Thursday, September 2, 2010

Modern Times (1936)

First, lets get this out of the way first: this is the 200th post on The Entertainment Junkie blog! Hooray!
I apologize for all The Simpsons pictures lately. I'm in that kind of mood, I guess.
Anyways, on to the review portion. Modern Times has always been considered a comedy classic, especially in the slapstick genre that Charlie Chaplin (who wrote, directed, and starred in the film) had found international celebrity with. There are plenty of comedians and comic directors/writers who cite the film as an inspiration. But how does it hold up today?
Incredibly well, actually. The film's narrative is episodic, and the situations that the Little Tramp finds himself in become increasingly absurd as the film progresses, but Chaplin's not really interested in telling a linear story here. Instead, he finds great comedic riches in everyday life in Depression-addled America. We seem him as a factory worker, a prison inmate, a working husband, a night watchman, a waiter, a shipbuilder, and more over the course of 87 minutes. Through it all, Chaplin presents a satirical take on labor unions, factory work, modern technology, drugs, Communist/socialist movements (to which Chaplin was famously sympathetic towards), domestic life, unemployment, prison life, and more. That's a lot of social commentary for a slapstick film, but this is the hallmark of a Chaplin movie. And in today's economic times (though not nearly as bad as they were during the Great Depression), the movie can again speak directly to audiences.
Of course, by the time this film was released cinematic times were changing. Its a silent film released in the age of sound, and its a testament to Chaplin's enduring popularity during the 1930s that the film succeeded. But the film's title couldn't be better: no matter what modern times you're in, this film has relevance. Its the perfect example of a film that is both timely and timeless.
This is my favorite scene in the film.
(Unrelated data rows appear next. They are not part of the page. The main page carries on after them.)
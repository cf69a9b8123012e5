use super::{BoolVar, IntVar, TranslationError, TranslationResult, VarArray};
use crate::ecnf::{IdAllocator, IntDomain};
use std::{
    collections::{hash_map::Entry, HashMap},
    str::FromStr,
};

/// The behavior to adopt when a name is declared twice.
#[derive(Debug, Clone, Copy, PartialEq, Eq, Default)]
pub enum RedeclarationPolicy {
    /// Redeclarations are errors.
    #[default]
    Strict,
    /// The last declaration replaces the previous ones.
    Lenient,
}

impl FromStr for RedeclarationPolicy {
    type Err = anyhow::Error;

    fn from_str(s: &str) -> Result<Self, Self::Err> {
        match s {
            "strict" => Ok(RedeclarationPolicy::Strict),
            "lenient" => Ok(RedeclarationPolicy::Lenient),
            _ => Err(anyhow::anyhow!(r#"unknown redeclaration policy "{}""#, s)),
        }
    }
}

/// The declared variables, by name.
///
/// Scalar Booleans, scalar integers, arrays of Booleans and arrays of integers live in four different maps.
/// Each declaration allocates fresh ids for the declared variables.
///
/// # Example
///
/// ```
/// # use fzn2ecnf::ecnf::IdAllocator;
/// # use fzn2ecnf::translation::{RedeclarationPolicy, SymbolTable};
/// let mut ids = IdAllocator::default();
/// let mut symbols = SymbolTable::new(RedeclarationPolicy::Strict);
/// symbols.declare_bool("b", &mut ids).unwrap();
/// symbols.declare_bool_array("bs", 2, &mut ids).unwrap();
/// assert_eq!(3, usize::from(symbols.lookup_bool_at("bs", 2).unwrap().id()));
/// assert!(symbols.lookup_bool_at("bs", 3).is_err());
/// ```
#[derive(Debug, Default)]
pub struct SymbolTable {
    policy: RedeclarationPolicy,
    bools: HashMap<String, BoolVar>,
    ints: HashMap<String, IntVar>,
    bool_arrays: HashMap<String, VarArray<BoolVar>>,
    int_arrays: HashMap<String, VarArray<IntVar>>,
}

fn insert<'a, T>(map: &'a mut HashMap<String, T>, name: &str, value: T) -> &'a mut T {
    match map.entry(name.to_string()) {
        Entry::Occupied(mut e) => {
            e.insert(value);
            e.into_mut()
        }
        Entry::Vacant(e) => e.insert(value),
    }
}

fn undeclared_element(name: &str, index: i64) -> TranslationError {
    TranslationError::UndeclaredVariable(format!("{}[{}]", name, index))
}

impl SymbolTable {
    /// Builds an empty table.
    pub fn new(policy: RedeclarationPolicy) -> Self {
        Self {
            policy,
            ..Default::default()
        }
    }

    /// Returns `true` iff the name is declared, whatever its type.
    pub fn contains(&self, name: &str) -> bool {
        self.bools.contains_key(name)
            || self.ints.contains_key(name)
            || self.bool_arrays.contains_key(name)
            || self.int_arrays.contains_key(name)
    }

    fn check_redeclaration(&self, name: &str) -> TranslationResult<()> {
        if self.policy == RedeclarationPolicy::Strict && self.contains(name) {
            return Err(TranslationError::InvalidDeclaration {
                name: name.to_string(),
                reason: "name already declared".to_string(),
            });
        }
        Ok(())
    }

    /// Declares a Boolean variable.
    pub fn declare_bool(
        &mut self,
        name: &str,
        ids: &mut IdAllocator,
    ) -> TranslationResult<&mut BoolVar> {
        self.check_redeclaration(name)?;
        let var = BoolVar::new(ids.fresh_id());
        Ok(insert(&mut self.bools, name, var))
    }

    /// Declares an integer variable.
    pub fn declare_int(
        &mut self,
        name: &str,
        domain: IntDomain,
        ids: &mut IdAllocator,
    ) -> TranslationResult<&mut IntVar> {
        self.check_redeclaration(name)?;
        let var = IntVar::new(ids.fresh_id(), domain);
        Ok(insert(&mut self.ints, name, var))
    }

    /// Declares an array of `n` Boolean variables.
    pub fn declare_bool_array(
        &mut self,
        name: &str,
        n: usize,
        ids: &mut IdAllocator,
    ) -> TranslationResult<&mut VarArray<BoolVar>> {
        self.check_redeclaration(name)?;
        let elements = ids.fresh_ids(n).into_iter().map(BoolVar::new).collect();
        Ok(insert(&mut self.bool_arrays, name, VarArray::new(elements)))
    }

    /// Declares an array of integer variables, one per domain.
    pub fn declare_int_array(
        &mut self,
        name: &str,
        domains: Vec<IntDomain>,
        ids: &mut IdAllocator,
    ) -> TranslationResult<&mut VarArray<IntVar>> {
        self.check_redeclaration(name)?;
        let elements = domains
            .into_iter()
            .map(|d| IntVar::new(ids.fresh_id(), d))
            .collect();
        Ok(insert(&mut self.int_arrays, name, VarArray::new(elements)))
    }

    /// Returns the Boolean variable with the given name.
    pub fn lookup_bool(&self, name: &str) -> TranslationResult<&BoolVar> {
        self.bools
            .get(name)
            .ok_or_else(|| TranslationError::UndeclaredVariable(name.to_string()))
    }

    /// Returns the integer variable with the given name.
    pub fn lookup_int(&self, name: &str) -> TranslationResult<&IntVar> {
        self.ints
            .get(name)
            .ok_or_else(|| TranslationError::UndeclaredVariable(name.to_string()))
    }

    /// Returns the element of a Boolean array; indexes start at 1.
    pub fn lookup_bool_at(&self, name: &str, index: i64) -> TranslationResult<&BoolVar> {
        self.bool_arrays
            .get(name)
            .and_then(|a| a.get(index))
            .ok_or_else(|| undeclared_element(name, index))
    }

    /// Returns the element of an integer array; indexes start at 1.
    pub fn lookup_int_at(&self, name: &str, index: i64) -> TranslationResult<&IntVar> {
        self.int_arrays
            .get(name)
            .and_then(|a| a.get(index))
            .ok_or_else(|| undeclared_element(name, index))
    }

    /// Returns the Boolean array with the given name.
    pub fn lookup_bool_array(&self, name: &str) -> TranslationResult<&VarArray<BoolVar>> {
        self.bool_arrays
            .get(name)
            .ok_or_else(|| TranslationError::UndeclaredVariable(name.to_string()))
    }

    /// Returns the integer array with the given name.
    pub fn lookup_int_array(&self, name: &str) -> TranslationResult<&VarArray<IntVar>> {
        self.int_arrays
            .get(name)
            .ok_or_else(|| TranslationError::UndeclaredVariable(name.to_string()))
    }

    /// Returns the number of declared names.
    pub fn len(&self) -> usize {
        self.bools.len() + self.ints.len() + self.bool_arrays.len() + self.int_arrays.len()
    }

    /// Returns `true` iff no name is declared.
    pub fn is_empty(&self) -> bool {
        self.len() == 0
    }
}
Chaplin is a gifted physical comedian, and he knows how to draw big laughs just from a look or a walk. The film's other notable performer, though, is Paulette Goddard, who plays the young girl the Little Tramp falls for. She's a radiant, innocent beauty, and funny too. Comic inguenes: they just don't make them like they used to.
*sigh*

4 comments:

The Mad Hatter said...

Congrats on 200! (I've seen a lot of blogs quit before fifty)

And you couldn't have chosen a better film to discuss for your bicentennial entry. It's truly amazing to see how well all of Chaplin's films have aged...I mean, I don't know about you, but there are a lot of days where I myself feel like I am sliding through the gears of "The Machine".

Now, I mjst remember to add the upcoming Criterion dvd of this film to my Christmas list!

Jason H. said...

There's a Criterion DVD of this on the way?

*faints*

Must. Have. Now.

And thanks!

Simon said...

Never apoligize for the Simpsons, sir.

Modern Times is lovely, but The Great Dictator will always have my heart.

Jason H. said...

Oh, The Great Dictator. I can't really decide on a single favorite Chaplin film; they're all so good!